### Provided data
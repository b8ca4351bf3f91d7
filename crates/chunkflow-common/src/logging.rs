//! Logging configuration and initialization
//!
//! Every chunkflow binary routes its output through `tracing`. This module
//! turns a [`LogConfig`] into a global subscriber with:
//!
//! - console, file or combined output
//! - human-readable text or JSON lines
//! - daily rotated log files written through a non-blocking appender
//!
//! Library code never prints directly; it uses the `tracing` macros with
//! structured fields, e.g. `info!(job_id = %id, stage = name, "Stage finished")`.
//!
//! # Example
//!
//! ```no_run
//! use chunkflow_common::logging::{init_logging, LogConfig};
//!
//! fn main() -> anyhow::Result<()> {
//!     let config = LogConfig::from_env()?;
//!     let _guard = init_logging(&config)?;
//!     tracing::info!("chunkflow started");
//!     Ok(())
//! }
//! ```

use anyhow::{Context, Result};
use serde::{Deserialize, Serialize};
use std::path::PathBuf;
use tracing::Level;
use tracing_appender::non_blocking::WorkerGuard;
use tracing_subscriber::{
    fmt::{self, format::FmtSpan, MakeWriter},
    layer::SubscriberExt,
    util::SubscriberInitExt,
    EnvFilter, Layer, Registry,
};

const ENV_PREFIX: &str = "CHUNKFLOW_LOG_";

/// Minimum level of messages to emit
#[derive(Debug, Clone, Copy, PartialEq, Eq, Serialize, Deserialize, Default)]
#[serde(rename_all = "lowercase")]
pub enum LogLevel {
    Trace,
    Debug,
    #[default]
    Info,
    Warn,
    Error,
}

impl LogLevel {
    pub fn to_tracing_level(self) -> Level {
        match self {
            LogLevel::Trace => Level::TRACE,
            LogLevel::Debug => Level::DEBUG,
            LogLevel::Info => Level::INFO,
            LogLevel::Warn => Level::WARN,
            LogLevel::Error => Level::ERROR,
        }
    }
}

impl std::str::FromStr for LogLevel {
    type Err = anyhow::Error;

    fn from_str(s: &str) -> std::result::Result<Self, Self::Err> {
        match s.to_lowercase().as_str() {
            "trace" => Ok(LogLevel::Trace),
            "debug" => Ok(LogLevel::Debug),
            "info" => Ok(LogLevel::Info),
            "warn" | "warning" => Ok(LogLevel::Warn),
            "error" => Ok(LogLevel::Error),
            _ => Err(anyhow::anyhow!("Invalid log level: {}", s)),
        }
    }
}

/// Where log lines are written
#[derive(Debug, Clone, Copy, PartialEq, Eq, Serialize, Deserialize, Default)]
#[serde(rename_all = "lowercase")]
pub enum LogOutput {
    #[default]
    Console,
    File,
    Both,
}

impl LogOutput {
    fn writes_console(self) -> bool {
        matches!(self, LogOutput::Console | LogOutput::Both)
    }

    fn writes_file(self) -> bool {
        matches!(self, LogOutput::File | LogOutput::Both)
    }
}

impl std::str::FromStr for LogOutput {
    type Err = anyhow::Error;

    fn from_str(s: &str) -> std::result::Result<Self, Self::Err> {
        match s.to_lowercase().as_str() {
            "console" | "stdout" => Ok(LogOutput::Console),
            "file" => Ok(LogOutput::File),
            "both" | "all" => Ok(LogOutput::Both),
            _ => Err(anyhow::anyhow!("Invalid log output: {}", s)),
        }
    }
}

/// Line format
#[derive(Debug, Clone, Copy, PartialEq, Eq, Serialize, Deserialize, Default)]
#[serde(rename_all = "lowercase")]
pub enum LogFormat {
    #[default]
    Text,
    Json,
}

impl std::str::FromStr for LogFormat {
    type Err = anyhow::Error;

    fn from_str(s: &str) -> std::result::Result<Self, Self::Err> {
        match s.to_lowercase().as_str() {
            "text" | "pretty" => Ok(LogFormat::Text),
            "json" => Ok(LogFormat::Json),
            _ => Err(anyhow::anyhow!("Invalid log format: {}", s)),
        }
    }
}

/// Logging configuration
#[derive(Debug, Clone, Serialize, Deserialize)]
pub struct LogConfig {
    pub level: LogLevel,
    pub output: LogOutput,
    pub format: LogFormat,

    /// Directory for rotated log files (used when output includes a file)
    pub log_dir: PathBuf,

    /// File name prefix, e.g. "chunkflow" -> "chunkflow.2026-10-19"
    pub log_file_prefix: String,

    /// Extra per-target directives such as "aws_sdk_s3=warn,chunkflow_core=debug"
    pub filter_directives: Option<String>,

    /// Include source file and line number
    pub include_location: bool,
}

impl Default for LogConfig {
    fn default() -> Self {
        Self {
            level: LogLevel::Info,
            output: LogOutput::Console,
            format: LogFormat::Text,
            log_dir: PathBuf::from("./logs"),
            log_file_prefix: "chunkflow".to_string(),
            filter_directives: None,
            include_location: false,
        }
    }
}

impl LogConfig {
    /// Load configuration from `CHUNKFLOW_LOG_*` environment variables
    ///
    /// Recognised variables: `CHUNKFLOW_LOG_LEVEL`, `CHUNKFLOW_LOG_OUTPUT`,
    /// `CHUNKFLOW_LOG_FORMAT`, `CHUNKFLOW_LOG_DIR`, `CHUNKFLOW_LOG_FILTER`
    /// and `CHUNKFLOW_LOG_LOCATION`. Unset variables keep their defaults.
    pub fn from_env() -> Result<Self> {
        Self::default().merge_env()
    }

    /// Override fields of `self` with any `CHUNKFLOW_LOG_*` variables present
    pub fn merge_env(mut self) -> Result<Self> {
        if let Some(level) = env_var("LEVEL") {
            self.level = level.parse()?;
        }
        if let Some(output) = env_var("OUTPUT") {
            self.output = output.parse()?;
        }
        if let Some(format) = env_var("FORMAT") {
            self.format = format.parse()?;
        }
        if let Some(dir) = env_var("DIR") {
            self.log_dir = PathBuf::from(dir);
        }
        if let Some(filter) = env_var("FILTER") {
            self.filter_directives = Some(filter);
        }
        if let Some(location) = env_var("LOCATION") {
            self.include_location = location.parse().unwrap_or(false);
        }
        Ok(self)
    }

    pub fn builder() -> LogConfigBuilder {
        LogConfigBuilder::default()
    }
}

fn env_var(suffix: &str) -> Option<String> {
    std::env::var(format!("{ENV_PREFIX}{suffix}")).ok()
}

#[derive(Default)]
pub struct LogConfigBuilder {
    config: LogConfig,
}

impl LogConfigBuilder {
    pub fn level(mut self, level: LogLevel) -> Self {
        self.config.level = level;
        self
    }

    pub fn output(mut self, output: LogOutput) -> Self {
        self.config.output = output;
        self
    }

    pub fn format(mut self, format: LogFormat) -> Self {
        self.config.format = format;
        self
    }

    pub fn log_dir(mut self, dir: impl Into<PathBuf>) -> Self {
        self.config.log_dir = dir.into();
        self
    }

    pub fn log_file_prefix(mut self, prefix: impl Into<String>) -> Self {
        self.config.log_file_prefix = prefix.into();
        self
    }

    pub fn filter_directives(mut self, filter: impl Into<String>) -> Self {
        self.config.filter_directives = Some(filter.into());
        self
    }

    pub fn include_location(mut self, include: bool) -> Self {
        self.config.include_location = include;
        self
    }

    pub fn build(self) -> LogConfig {
        self.config
    }
}

/// Keeps the background file writer alive; drop it on shutdown to flush.
#[must_use = "dropping the guard stops file logging"]
pub struct LogGuard {
    _file_writer: Option<WorkerGuard>,
}

type BoxedLayer = Box<dyn Layer<Registry> + Send + Sync + 'static>;

/// Install the global tracing subscriber described by `config`
///
/// May only succeed once per process.
pub fn init_logging(config: &LogConfig) -> Result<LogGuard> {
    let mut layers: Vec<BoxedLayer> = Vec::new();
    let mut file_writer = None;

    if config.output.writes_console() {
        layers.push(fmt_layer(config, std::io::stdout, true));
    }

    if config.output.writes_file() {
        std::fs::create_dir_all(&config.log_dir).context("Failed to create log directory")?;
        let appender = tracing_appender::rolling::daily(&config.log_dir, &config.log_file_prefix);
        let (writer, guard) = tracing_appender::non_blocking(appender);
        layers.push(fmt_layer(config, writer, false));
        file_writer = Some(guard);
    }

    tracing_subscriber::registry()
        .with(layers)
        .with(build_filter(config)?)
        .try_init()
        .context("Failed to install tracing subscriber")?;

    Ok(LogGuard {
        _file_writer: file_writer,
    })
}

fn build_filter(config: &LogConfig) -> Result<EnvFilter> {
    let mut filter =
        EnvFilter::from_default_env().add_directive(config.level.to_tracing_level().into());

    if let Some(ref directives) = config.filter_directives {
        for directive in directives.split(',').map(str::trim).filter(|d| !d.is_empty()) {
            filter = filter.add_directive(
                directive
                    .parse()
                    .with_context(|| format!("Failed to parse filter directive '{directive}'"))?,
            );
        }
    }

    Ok(filter)
}

fn fmt_layer<W>(config: &LogConfig, writer: W, ansi: bool) -> BoxedLayer
where
    W: for<'w> MakeWriter<'w> + Send + Sync + 'static,
{
    let layer = fmt::layer()
        .with_writer(writer)
        .with_ansi(ansi)
        .with_target(true)
        .with_file(config.include_location)
        .with_line_number(config.include_location)
        .with_span_events(FmtSpan::CLOSE);

    match config.format {
        LogFormat::Text => layer.boxed(),
        LogFormat::Json => layer.json().boxed(),
    }
}

#[cfg(test)]
#[allow(clippy::unwrap_used, clippy::expect_used)]
mod tests {
    use super::*;

    #[test]
    fn test_log_level_from_str() {
        assert_eq!("trace".parse::<LogLevel>().unwrap(), LogLevel::Trace);
        assert_eq!("DEBUG".parse::<LogLevel>().unwrap(), LogLevel::Debug);
        assert_eq!("warning".parse::<LogLevel>().unwrap(), LogLevel::Warn);
        assert!("loud".parse::<LogLevel>().is_err());
    }

    #[test]
    fn test_log_output_flags() {
        let both: LogOutput = "all".parse().unwrap();
        assert!(both.writes_console() && both.writes_file());
        assert!(!LogOutput::File.writes_console());
        assert!("syslog".parse::<LogOutput>().is_err());
    }

    #[test]
    fn test_config_builder() {
        let config = LogConfig::builder()
            .level(LogLevel::Debug)
            .output(LogOutput::File)
            .format(LogFormat::Json)
            .log_dir("/var/log/chunkflow")
            .log_file_prefix("worker")
            .build();

        assert_eq!(config.level, LogLevel::Debug);
        assert_eq!(config.output, LogOutput::File);
        assert_eq!(config.format, LogFormat::Json);
        assert_eq!(config.log_dir, PathBuf::from("/var/log/chunkflow"));
        assert_eq!(config.log_file_prefix, "worker");
    }

    #[test]
    fn test_invalid_filter_directive_is_rejected() {
        let config = LogConfig::builder()
            .filter_directives("chunkflow_core=notalevel")
            .build();
        assert!(build_filter(&config).is_err());
    }
}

### Work instructions
Restate word for word the lines from the line containing "fn fmt_layer<W>(config: &LogConfig, writer: W, ansi: bool)" through the last line of the listing, inclusive, and nothing beyond them.

### Answer to this task
fn fmt_layer<W>(config: &LogConfig, writer: W, ansi: bool) -> BoxedLayer
where
    W: for<'w> MakeWriter<'w> + Send + Sync + 'static,
{
    let layer = fmt::layer()
        .with_writer(writer)
        .with_ansi(ansi)
        .with_target(true)
        .with_file(config.include_location)
        .with_line_number(config.include_location)
        .with_span_events(FmtSpan::CLOSE);

    match config.format {
        LogFormat::Text => layer.boxed(),
        LogFormat::Json => layer.json().boxed(),
    }
}

#[cfg(test)]
#[allow(clippy::unwrap_used, clippy::expect_used)]
mod tests {
    use super::*;

    #[test]
    fn test_log_level_from_str() {
        assert_eq!("trace".parse::<LogLevel>().unwrap(), LogLevel::Trace);
        assert_eq!("DEBUG".parse::<LogLevel>().unwrap(), LogLevel::Debug);
        assert_eq!("warning".parse::<LogLevel>().unwrap(), LogLevel::Warn);
        assert!("loud".parse::<LogLevel>().is_err());
    }

    #[test]
    fn test_log_output_flags() {
        let both: LogOutput = "all".parse().unwrap();
        assert!(both.writes_console() && both.writes_file());
        assert!(!LogOutput::File.writes_console());
        assert!("syslog".parse::<LogOutput>().is_err());
    }

    #[test]
    fn test_config_builder() {
        let config = LogConfig::builder()
            .level(LogLevel::Debug)
            .output(LogOutput::File)
            .format(LogFormat::Json)
            .log_dir("/var/log/chunkflow")
            .log_file_prefix("worker")
            .build();

        assert_eq!(config.level, LogLevel::Debug);
        assert_eq!(config.output, LogOutput::File);
        assert_eq!(config.format, LogFormat::Json);
        assert_eq!(config.log_dir, PathBuf::from("/var/log/chunkflow"));
        assert_eq!(config.log_file_prefix, "worker");
    }

    #[test]
    fn test_invalid_filter_directive_is_rejected() {
        let config = LogConfig::builder()
            .filter_directives("chunkflow_core=notalevel")
            .build();
        assert!(build_filter(&config).is_err());
    }
}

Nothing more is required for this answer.